# Avoid subconsciously avoiding



## |30|3 (May 7, 2007)

After reading some book I picked up a while back that I've only perused, something stuck with me. "Subconscious avoidance". For about the past month I've thought about this more and it finally started clicking, and I would do certain habits that would fuel my social anxiety.

Some of these included: When at a red light, stop so that I wasn't aligned with the car next to me to avoid the feeling of that person staring at me, taking a different path on a sidewalk on my way to class if someone was handing out a survey or there was a large group of people, looking down at the floor when I pass by someone, just to avoid eye contact.

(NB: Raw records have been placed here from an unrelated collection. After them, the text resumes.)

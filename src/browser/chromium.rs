//! Chromium backend over the DevTools protocol.

use async_trait::async_trait;
use chromiumoxide::browser::{Browser, BrowserConfig};
use chromiumoxide::cdp::browser_protocol::emulation::{
    SetDeviceMetricsOverrideParams, SetEmulatedMediaParams,
};
use chromiumoxide::cdp::browser_protocol::network::{
    EventLoadingFailed, EventLoadingFinished, EventRequestWillBeSent,
};
use chromiumoxide::cdp::browser_protocol::page::{CaptureScreenshotFormat, PrintToPdfParams};
use chromiumoxide::error::CdpError;
use chromiumoxide::page::ScreenshotParams;
use chromiumoxide::Page;
use futures::StreamExt;
use std::collections::HashMap;
use std::sync::{Arc, Mutex};
use std::time::{Duration, Instant};
use tokio::sync::oneshot;
use tokio::task::JoinHandle;
use tracing::debug;

use super::driver::{
    BrowserDriver, BrowserHandle, FailureListener, ImageFormat, LaunchOptions, LaunchedBrowser,
    PageHandle,
};
use super::launch::find_executable;
use crate::{ConvertError, Result, Viewport};

/// How long the network must stay quiet to count as idle.
const NETWORK_QUIET_PERIOD: Duration = Duration::from_millis(500);
const NETWORK_POLL_INTERVAL: Duration = Duration::from_millis(50);

fn map_cdp_error(err: CdpError) -> ConvertError {
    match err {
        CdpError::Timeout => ConvertError::browser("DevTools request timed out"),
        other => ConvertError::browser(other.to_string()),
    }
}

/// Launches a local Chrome/Chromium/Edge.
#[derive(Debug, Default, Clone, Copy)]
pub struct ChromiumDriver;

#[async_trait]
impl BrowserDriver for ChromiumDriver {
    async fn launch(&self, options: &LaunchOptions) -> Result<LaunchedBrowser> {
        let executable = find_executable(options.executable.as_deref()).ok_or_else(|| {
            ConvertError::browser(
                "Chrome/Chromium executable not found; install one or set CHROME_PATH",
            )
        })?;
        debug!(executable = %executable.display(), "Resolved browser executable");

        let mut builder = BrowserConfig::builder().chrome_executable(executable);
        if options.headful {
            builder = builder.with_head();
        }
        for arg in &options.args {
            builder = builder.arg(arg.clone());
        }
        let config = builder.build().map_err(ConvertError::browser)?;

        let (browser, mut handler) = Browser::launch(config).await.map_err(map_cdp_error)?;
        let (disconnected_tx, disconnected_rx) = oneshot::channel();
        tokio::spawn(async move {
            while let Some(event) = handler.next().await {
                if let Err(err) = event {
                    debug!(error = %err, "Browser connection reported an error");
                }
            }
            let _ = disconnected_tx.send(());
        });

        Ok(LaunchedBrowser {
            handle: Arc::new(ChromiumBrowser {
                browser: tokio::sync::Mutex::new(browser),
            }),
            disconnected: disconnected_rx,
        })
    }
}

struct ChromiumBrowser {
    browser: tokio::sync::Mutex<Browser>,
}

#[async_trait]
impl BrowserHandle for ChromiumBrowser {
    async fn new_page(&self) -> Result<Box<dyn PageHandle>> {
        let page = {
            let browser = self.browser.lock().await;
            browser.new_page("about:blank").await.map_err(map_cdp_error)?
        };
        let page = ChromiumPage::attach(page).await?;
        Ok(Box::new(page))
    }

    async fn close(&self) -> Result<()> {
        let mut browser = self.browser.lock().await;
        browser.close().await.map_err(map_cdp_error)?;
        browser.wait().await?;
        Ok(())
    }
}

/// In-flight request bookkeeping for one page.
#[derive(Default)]
struct NetworkTracker {
    inflight: Mutex<HashMap<String, String>>,
    last_activity: Mutex<Option<Instant>>,
    listeners: Mutex<Vec<FailureListener>>,
}

impl NetworkTracker {
    fn touch(&self) {
        *self
            .last_activity
            .lock()
            .unwrap_or_else(|poisoned| poisoned.into_inner()) = Some(Instant::now());
    }

    fn started(&self, id: String, url: String) {
        self.inflight
            .lock()
            .unwrap_or_else(|poisoned| poisoned.into_inner())
            .insert(id, url);
        self.touch();
    }

    fn finished(&self, id: &str) -> Option<String> {
        let url = self
            .inflight
            .lock()
            .unwrap_or_else(|poisoned| poisoned.into_inner())
            .remove(id);
        self.touch();
        url
    }

    fn failed(&self, id: &str) {
        let Some(url) = self.finished(id) else {
            return;
        };
        let listeners = self
            .listeners
            .lock()
            .unwrap_or_else(|poisoned| poisoned.into_inner())
            .clone();
        for listener in listeners {
            listener(&url);
        }
    }

    fn is_idle(&self) -> bool {
        let empty = self
            .inflight
            .lock()
            .unwrap_or_else(|poisoned| poisoned.into_inner())
            .is_empty();
        let quiet = self
            .last_activity
            .lock()
            .unwrap_or_else(|poisoned| poisoned.into_inner())
            .map_or(true, |at| at.elapsed() >= NETWORK_QUIET_PERIOD);
        empty && quiet
    }
}

struct ChromiumPage {
    page: Page,
    tracker: Arc<NetworkTracker>,
    events: JoinHandle<()>,
}

impl ChromiumPage {
    async fn attach(page: Page) -> Result<Self> {
        let mut sent = page
            .event_listener::<EventRequestWillBeSent>()
            .await
            .map_err(map_cdp_error)?;
        let mut finished = page
            .event_listener::<EventLoadingFinished>()
            .await
            .map_err(map_cdp_error)?;
        let mut failed = page
            .event_listener::<EventLoadingFailed>()
            .await
            .map_err(map_cdp_error)?;

        let tracker = Arc::new(NetworkTracker::default());
        let events = {
            let tracker = Arc::clone(&tracker);
            tokio::spawn(async move {
                loop {
                    tokio::select! {
                        Some(event) = sent.next() => {
                            tracker.started(event.request_id.inner().clone(), event.request.url.clone());
                        }
                        Some(event) = finished.next() => {
                            tracker.finished(event.request_id.inner());
                        }
                        Some(event) = failed.next() => {
                            debug!(error = %event.error_text, "Request failed");
                            tracker.failed(event.request_id.inner());
                        }
                        else => break,
                    }
                }
            })
        };

        Ok(Self {
            page,
            tracker,
            events,
        })
    }
}

#[async_trait]
impl PageHandle for ChromiumPage {
    async fn on_request_failed(&mut self, listener: FailureListener) -> Result<()> {
        self.tracker
            .listeners
            .lock()
            .unwrap_or_else(|poisoned| poisoned.into_inner())
            .push(listener);
        Ok(())
    }

    async fn goto(&mut self, url: &str) -> Result<()> {
        self.page.goto(url).await.map_err(map_cdp_error)?;
        loop {
            let state: String = self
                .page
                .evaluate("document.readyState")
                .await
                .map_err(map_cdp_error)?
                .into_value()
                .map_err(|err| ConvertError::browser(err.to_string()))?;
            if state != "loading" {
                return Ok(());
            }
            tokio::time::sleep(NETWORK_POLL_INTERVAL).await;
        }
    }

    async fn wait_for_network_idle(&mut self) -> Result<()> {
        while !self.tracker.is_idle() {
            tokio::time::sleep(NETWORK_POLL_INTERVAL).await;
        }
        Ok(())
    }

    async fn set_viewport(&mut self, viewport: Viewport) -> Result<()> {
        self.page
            .execute(SetDeviceMetricsOverrideParams::new(
                i64::from(viewport.width),
                i64::from(viewport.height),
                1.0,
                false,
            ))
            .await
            .map_err(map_cdp_error)?;
        Ok(())
    }

    async fn emulate_print_media(&mut self) -> Result<()> {
        self.page
            .execute(SetEmulatedMediaParams::builder().media("print").build())
            .await
            .map_err(map_cdp_error)?;
        Ok(())
    }

    async fn print_pdf(&mut self) -> Result<Vec<u8>> {
        let params = PrintToPdfParams {
            print_background: Some(true),
            prefer_css_page_size: Some(true),
            ..Default::default()
        };
        self.page.pdf(params).await.map_err(map_cdp_error)
    }

    async fn screenshot(&mut self, format: ImageFormat) -> Result<Vec<u8>> {
        let params = match format {
            ImageFormat::Png => ScreenshotParams::builder()
                .format(CaptureScreenshotFormat::Png)
                .build(),
            ImageFormat::Jpeg { quality } => ScreenshotParams::builder()
                .format(CaptureScreenshotFormat::Jpeg)
                .quality(i64::from(quality))
                .build(),
        };
        self.page.screenshot(params).await.map_err(map_cdp_error)
    }

    async fn close(self: Box<Self>) -> Result<()> {
        self.events.abort();
        self.page.close().await.map_err(map_cdp_error)
    }
}

#[cfg(test)]
mod tests {
    use super::*;

    #[test]
    fn tracker_reports_failed_request_urls() {
        let tracker = NetworkTracker::default();
        let seen = Arc::new(Mutex::new(Vec::new()));
        {
            let seen = Arc::clone(&seen);
            tracker.listeners.lock().unwrap().push(Arc::new(move |url: &str| {
                seen.lock().unwrap().push(url.to_string());
            }));
        }
        tracker.started("1".into(), "file:///tmp/a.png".into());
        tracker.started("2".into(), "https://example.com/b.png".into());
        tracker.failed("1");
        tracker.finished("2");
        tracker.failed("unknown");

        assert_eq!(*seen.lock().unwrap(), vec!["file:///tmp/a.png".to_string()]);
    }

    #[test]
    fn tracker_is_idle_only_without_inflight_requests() {
        let tracker = NetworkTracker::default();
        assert!(tracker.is_idle());
        tracker.started("1".into(), "https://example.com".into());
        assert!(!tracker.is_idle());
        tracker.finished("1");
        // Activity just happened, so the quiet period has not elapsed yet.
        assert!(!tracker.is_idle());
    }

    #[test]
    fn cdp_timeout_maps_to_browser_error() {
        let err = map_cdp_error(CdpError::Timeout);
        assert!(matches!(err, ConvertError::Browser(_)));
    }
}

Putting a stop to these avoidance behaviors has definitely improved by confidence and the slight shaking I would get when I felt like I was being watched. 

Today I put another one to rest. People at my school usually hand out little brochures on where to find work, or maybe a local paper. And even if I didn't want it, I would just accept it to avoid saying no. As I was walking up, I just told myself to say no thanks for a change. I didn't want it, so it didn't make sense just to accept it. And that's exactly what I did. I see people all the time just accept whatever the person is handing out just to throw it away at the nearest garbage can. It may seem insignificant, but I'm sure in the long run it'll pay off. You got to start somewhere.


----------



## waddiwaski (Sep 6, 2007)

great!! I definitely cansee myself acting out a lot of those same subconscious avoidance patterns. It's good to hear that you're feeling more confident as you work to reverse them. I feel like I set myself up to be even more anxious when I make those elaborate plans to avoid people...i'll try this too, it would make me feel way more adjusted if I didn't let myself waste energy just trying to stay out of the way.


----------



## Illini_Pride (Apr 25, 2005)

You're still displaying avoidance behavior (j/k). Good work!


----------